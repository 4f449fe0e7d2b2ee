pub mod check;
pub mod save;
pub mod validate;

use std::path::Path;
use std::sync::Arc;

use anyhow::{bail, Context, Result};
use serde::Serialize;
use serde_json::Value;
use tabled::Tabled;

use ensemble_core::{AttributeBundle, Ensemble, Schema, SlotName};
use ensemble_records::{config, Record, RecordStore};

/// Resolve `arg` to a schema file and build it, binding records to `store`.
pub fn load_schema(arg: &str, store: Option<Arc<RecordStore>>) -> Result<Arc<Schema>> {
    let path = config::locate_schema(arg).context("could not locate schema file")?;
    let schema = config::load_schema_file(&path, store)
        .with_context(|| format!("failed to load schema '{arg}'"))?;
    Ok(Arc::new(schema))
}

/// Read a JSON object mapping slot names to attribute objects.
pub fn read_bundle(path: &Path) -> Result<AttributeBundle> {
    let contents = std::fs::read_to_string(path)
        .with_context(|| format!("failed to read input {}", path.display()))?;
    let value: Value = serde_json::from_str(&contents)
        .with_context(|| format!("input {} is not valid JSON", path.display()))?;
    match value {
        Value::Object(slots) => Ok(AttributeBundle::from(slots)),
        _ => bail!(
            "input {} must be a JSON object keyed by slot name",
            path.display()
        ),
    }
}

/// Outcome of one slot after validation or save.
#[derive(Debug, Serialize)]
pub struct SlotReport {
    pub slot: String,
    pub status: &'static str,
    pub id: Option<u64>,
    pub errors: Vec<String>,
}

#[derive(Tabled)]
pub struct SlotRow {
    #[tabled(rename = "slot")]
    slot: String,
    #[tabled(rename = "status")]
    status: String,
    #[tabled(rename = "id")]
    id: String,
    #[tabled(rename = "errors")]
    errors: String,
}

impl From<&SlotReport> for SlotRow {
    fn from(report: &SlotReport) -> Self {
        Self {
            slot: report.slot.clone(),
            status: report.status.to_uppercase(),
            id: report.id.map_or_else(|| "-".to_string(), |id| id.to_string()),
            errors: report.errors.join("; "),
        }
    }
}

/// One report per slot in declaration order.
///
/// `status` picks the label from the slot name, its record id and errors.
pub fn slot_reports<F>(ensemble: &Ensemble, status: F) -> Vec<SlotReport>
where
    F: Fn(&SlotName, Option<u64>, &[String]) -> &'static str,
{
    ensemble
        .iter()
        .map(|(slot, model)| {
            let (id, errors) = match model.downcast_ref::<Record>() {
                Some(record) => (record.id(), record.errors().to_vec()),
                None => (None, Vec::new()),
            };
            SlotReport {
                slot: slot.to_string(),
                status: status(slot, id, &errors),
                id,
                errors,
            }
        })
        .collect()
}

/// `forced` marks a `save --force` run, where `ok` only means the command
/// finished; per-slot `status` tells which records were actually written.
pub fn print_reports_json(
    schema: &str,
    ok: bool,
    forced: bool,
    reports: &[SlotReport],
) -> Result<()> {
    #[derive(Serialize)]
    struct Payload<'a> {
        schema: &'a str,
        ok: bool,
        forced: bool,
        slots: &'a [SlotReport],
    }

    let payload = Payload {
        schema,
        ok,
        forced,
        slots: reports,
    };
    println!(
        "{}",
        serde_json::to_string_pretty(&payload).context("failed to serialize report JSON")?
    );
    Ok(())
}

pub fn print_reports_table(reports: &[SlotReport]) {
    let rows: Vec<SlotRow> = reports.iter().map(SlotRow::from).collect();
    let mut table = tabled::Table::new(rows);
    table.with(tabled::settings::Style::rounded());
    println!("{table}");
}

○ ○ ○

● **WHAT THE EXERCISE ASKS**: Find the number of lines in the listing that carry the word "SlotReport". Only that figure should appear in the reply.

● **ANSWER AREA**: 8